• **Working data**:
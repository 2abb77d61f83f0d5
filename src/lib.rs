//! # homewatch
//!
//! A health-monitoring and uptime engine for self-hosted dashboards.
//!
//! homewatch samples the state of containers, websites and the host it runs
//! on, detects services starting and stopping, keeps a rolling 24 hour
//! uptime ledger per service, records bounded metric history for trend
//! charts, and turns state changes into short-lived notifications.
//!
//! ## Architecture
//!
//! ```text
//! ┌──────────────────────────────────────────────────────────────┐
//! │                          Monitor                             │
//! │  ┌─────────┐    ┌──────────┐    ┌──────────┐                 │
//! │  │ Poller  │───▶│   diff   │───▶│ EventLog │──▶ UptimeSummary│
//! │  └────┬────┘    └────┬─────┘    └──────────┘                 │
//! │       │              └─────────▶ Dispatcher ──▶ notifications│
//! │       └────────────────────────▶ History ─────▶ chart points │
//! │       ▲                                                      │
//! │  ┌────┴────┐                                                 │
//! │  │ Sampler │◀── FileSampler | ChannelSampler | SystemSampler │
//! │  └─────────┘                                                 │
//! └──────────────────────────────────────────────────────────────┘
//! ```
//!
//! - **[`source`]**: The [`Sampler`] trait with file, channel and live-system
//!   implementations, plus the single-flight [`Poller`]
//! - **[`data`]**: Snapshot diffing, the uptime ledger and aggregator, metric
//!   ring buffers, thresholds and duration helpers
//! - **[`notify`]**: Auto-expiring notifications and alert cooldowns
//! - **[`monitor`]**: The engine instance tying it all together, and its
//!   background polling task
//! - **[`store`]**: Preference persistence for the uptime ledger
//! - **[`config`]**: File and environment configuration
//!
//! ## Usage
//!
//! ### As a CLI tool
//!
//! ```bash
//! # Monitor docker containers and the host
//! homewatch --config homewatch.toml
//!
//! # Read state from a JSON file written by another process
//! homewatch --file services.json
//!
//! # Sample once and export the result
//! homewatch --export status.json
//! ```
//!
//! ### As a library
//!
//! ```
//! use homewatch::{Monitor, Sample};
//!
//! let mut monitor = Monitor::default();
//! monitor.apply(
//!     Sample::builder()
//!         .timestamp_ms(0)
//!         .service("web", |s| s.name("nginx").running())
//!         .build(),
//! );
//! monitor.apply(
//!     Sample::builder()
//!         .timestamp_ms(60_000)
//!         .service("web", |s| s.name("nginx").stopped())
//!         .build(),
//! );
//!
//! assert_eq!(monitor.notifications()[0].message, "nginx stopped");
//! assert_eq!(monitor.uptime("web", 60_000).percent, 100.0);
//! ```
//!
//! ### Polling in the background
//!
//! ```no_run
//! use std::sync::Arc;
//! use std::time::Duration;
//! use homewatch::{ChannelSampler, Monitor, Poller};
//!
//! # tokio_test::block_on(async {
//! let (tx, sampler) = ChannelSampler::create("collector");
//! let handle = Monitor::default().spawn(Poller::new(Arc::new(sampler)), Duration::from_secs(10));
//!
//! let shared = handle.shared();
//! println!("{} services", shared.read().services().len());
//!
//! handle.shutdown().await;
//! # });
//! ```

pub mod config;
pub mod data;
pub mod monitor;
pub mod notify;
pub mod source;
pub mod store;

// Re-export main types for convenience
pub use config::Settings;
pub use data::{EventLog, HealthStatus, History, SnapshotDiff, Thresholds, UptimeSummary};
pub use monitor::{Monitor, MonitorHandle, Overview, SharedMonitor};
pub use notify::{Dispatcher, NotificationRecord, Severity};
pub use source::{ChannelSampler, FileSampler, PollOutcome, Poller, SampleError, Sampler, SystemSampler};
pub use store::{JsonFileStore, MemoryStore, PreferenceStore};

pub use homewatch_types::{MetricKind, RunStatus, Sample, ServiceSnapshot, StatusEvent, SystemMetrics};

• **Exercise objective**: Look for the word "nginx". Copy out every line of the data that has it.

• **Solution for this task**:
//!         .service("web", |s| s.name("nginx").running())
//!         .service("web", |s| s.name("nginx").stopped())
//! assert_eq!(monitor.notifications()[0].message, "nginx stopped");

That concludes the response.